TRENTON - State officials have confirmed that Susan Bass Levin, a former head of the Department of Community Affairs who served four years as mayor of Cherry Hill, quit her part-time government job on the day she qualified for a state pension.
The Record of Hackensack reported Saturday that Levin, president and chief executive officer of the Cooper Foundation, the fund-raising arm of Cooper University Hospital in Camden, retired from the state's Local Finance Board on Nov. 1. That was the day she reached 25 years of state government employment, entitling her to early retirement and lifetime health benefits.
State treasury officials told the Record that Levin, 58, will start collecting monthly pension checks Dec. 1 for her maximum benefit of $5,312.11. The calculation was based on her three highest-paid years as a state employee - when she was community affairs commissioner - for an average $139,774.15.
Levin, a lawyer who also served as deputy commissioner of the Port Authority of New York and New Jersey, did not respond Saturday to a telephone message left at her home.
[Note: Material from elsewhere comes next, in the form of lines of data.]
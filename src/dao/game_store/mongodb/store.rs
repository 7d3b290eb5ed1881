use std::sync::Arc;

use futures::future::BoxFuture;
use mongodb::{Client, Collection, Database, bson::doc};
use tokio::sync::RwLock;

use super::{
    config::MongoConfig,
    connection::establish_connection,
    error::{MongoDaoError, MongoResult},
    models::{MongoGameDocument, doc_id},
};
use crate::dao::{game_store::GameStore, models::GameConfigEntity, storage::StorageResult};

const GAME_COLLECTION_NAME: &str = "games";

/// Game store persisting configs in the MongoDB `games` collection.
#[derive(Clone)]
pub struct MongoGameStore {
    inner: Arc<MongoInner>,
}

struct MongoInner {
    state: RwLock<MongoState>,
    config: MongoConfig,
}

struct MongoState {
    // Kept so the client outlives every handle derived from it.
    #[allow(dead_code)]
    client: Client,
    database: Database,
}

impl MongoInner {
    async fn ping(&self) -> MongoResult<()> {
        let database = {
            let guard = self.state.read().await;
            guard.database.clone()
        };

        database
            .run_command(doc! { "ping": 1 })
            .await
            .map_err(|source| MongoDaoError::HealthPing { source })?;
        Ok(())
    }

    async fn reconnect(&self) -> MongoResult<()> {
        let (client, database) =
            establish_connection(&self.config.options, &self.config.database_name).await?;
        let mut guard = self.state.write().await;
        guard.client = client;
        guard.database = database;
        Ok(())
    }
}

impl MongoGameStore {
    /// Establish a connection to MongoDB.
    pub async fn connect(config: MongoConfig) -> MongoResult<Self> {
        let (client, database) =
            establish_connection(&config.options, &config.database_name).await?;

        let inner = Arc::new(MongoInner {
            state: RwLock::new(MongoState { client, database }),
            config,
        });

        Ok(Self { inner })
    }

    async fn collection(&self) -> Collection<MongoGameDocument> {
        let guard = self.inner.state.read().await;
        guard
            .database
            .collection::<MongoGameDocument>(GAME_COLLECTION_NAME)
    }

    async fn find_document(&self, id: &str) -> MongoResult<Option<MongoGameDocument>> {
        self.collection()
            .await
            .find_one(doc_id(id))
            .await
            .map_err(|source| MongoDaoError::LoadGame {
                id: id.to_owned(),
                source,
            })
    }

    async fn save_game(&self, game: GameConfigEntity) -> MongoResult<()> {
        let mut document: MongoGameDocument = game.into();
        if let Some(existing) = self.find_document(&document.id).await? {
            document.created_at = existing.created_at;
        }

        self.collection()
            .await
            .replace_one(doc_id(&document.id), &document)
            .upsert(true)
            .await
            .map_err(|source| MongoDaoError::SaveGame {
                id: document.id.clone(),
                source,
            })?;

        Ok(())
    }

    async fn find_game(&self, id: &str) -> MongoResult<Option<GameConfigEntity>> {
        Ok(self.find_document(id).await?.map(Into::into))
    }
}

impl GameStore for MongoGameStore {
    fn save_game(&self, game: GameConfigEntity) -> BoxFuture<'static, StorageResult<()>> {
        let store = self.clone();
        Box::pin(async move { store.save_game(game).await.map_err(Into::into) })
    }

    fn find_game(&self, id: String) -> BoxFuture<'static, StorageResult<Option<GameConfigEntity>>> {
        let store = self.clone();
        Box::pin(async move { store.find_game(&id).await.map_err(Into::into) })
    }

    fn health_check(&self) -> BoxFuture<'static, StorageResult<()>> {
        let store = self.clone();
        Box::pin(async move { store.inner.ping().await.map_err(Into::into) })
    }

    fn try_reconnect(&self) -> BoxFuture<'static, StorageResult<()>> {
        let store = self.clone();
        Box::pin(async move { store.inner.reconnect().await.map_err(Into::into) })
    }
}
The Local Finance Board, part of the Department of Community Affairs, oversees municipal and county spending. It was not clear when, or if, Gov. Christie would name a replacement for Levin.
Then-Gov. Jon S. Corzine named Levin to the board, which pays commissioners about $12,000 plus benefits to attend 15 to 18 meetings a year. That allowed her to stay in the state's health and pension system.
Levin became community affairs commissioner in January 2002 after then-Gov. Jim McGreevey appointed her. She left in July 2005 to join Corzine's gubernatorial campaign, then returned as commissioner after Corzine's inauguration the next January. He appointed her to the Port Authority post in May 2007.
Levin left the authority, whose health and retirement systems are separate from the state's, last year to take the position at Cooper.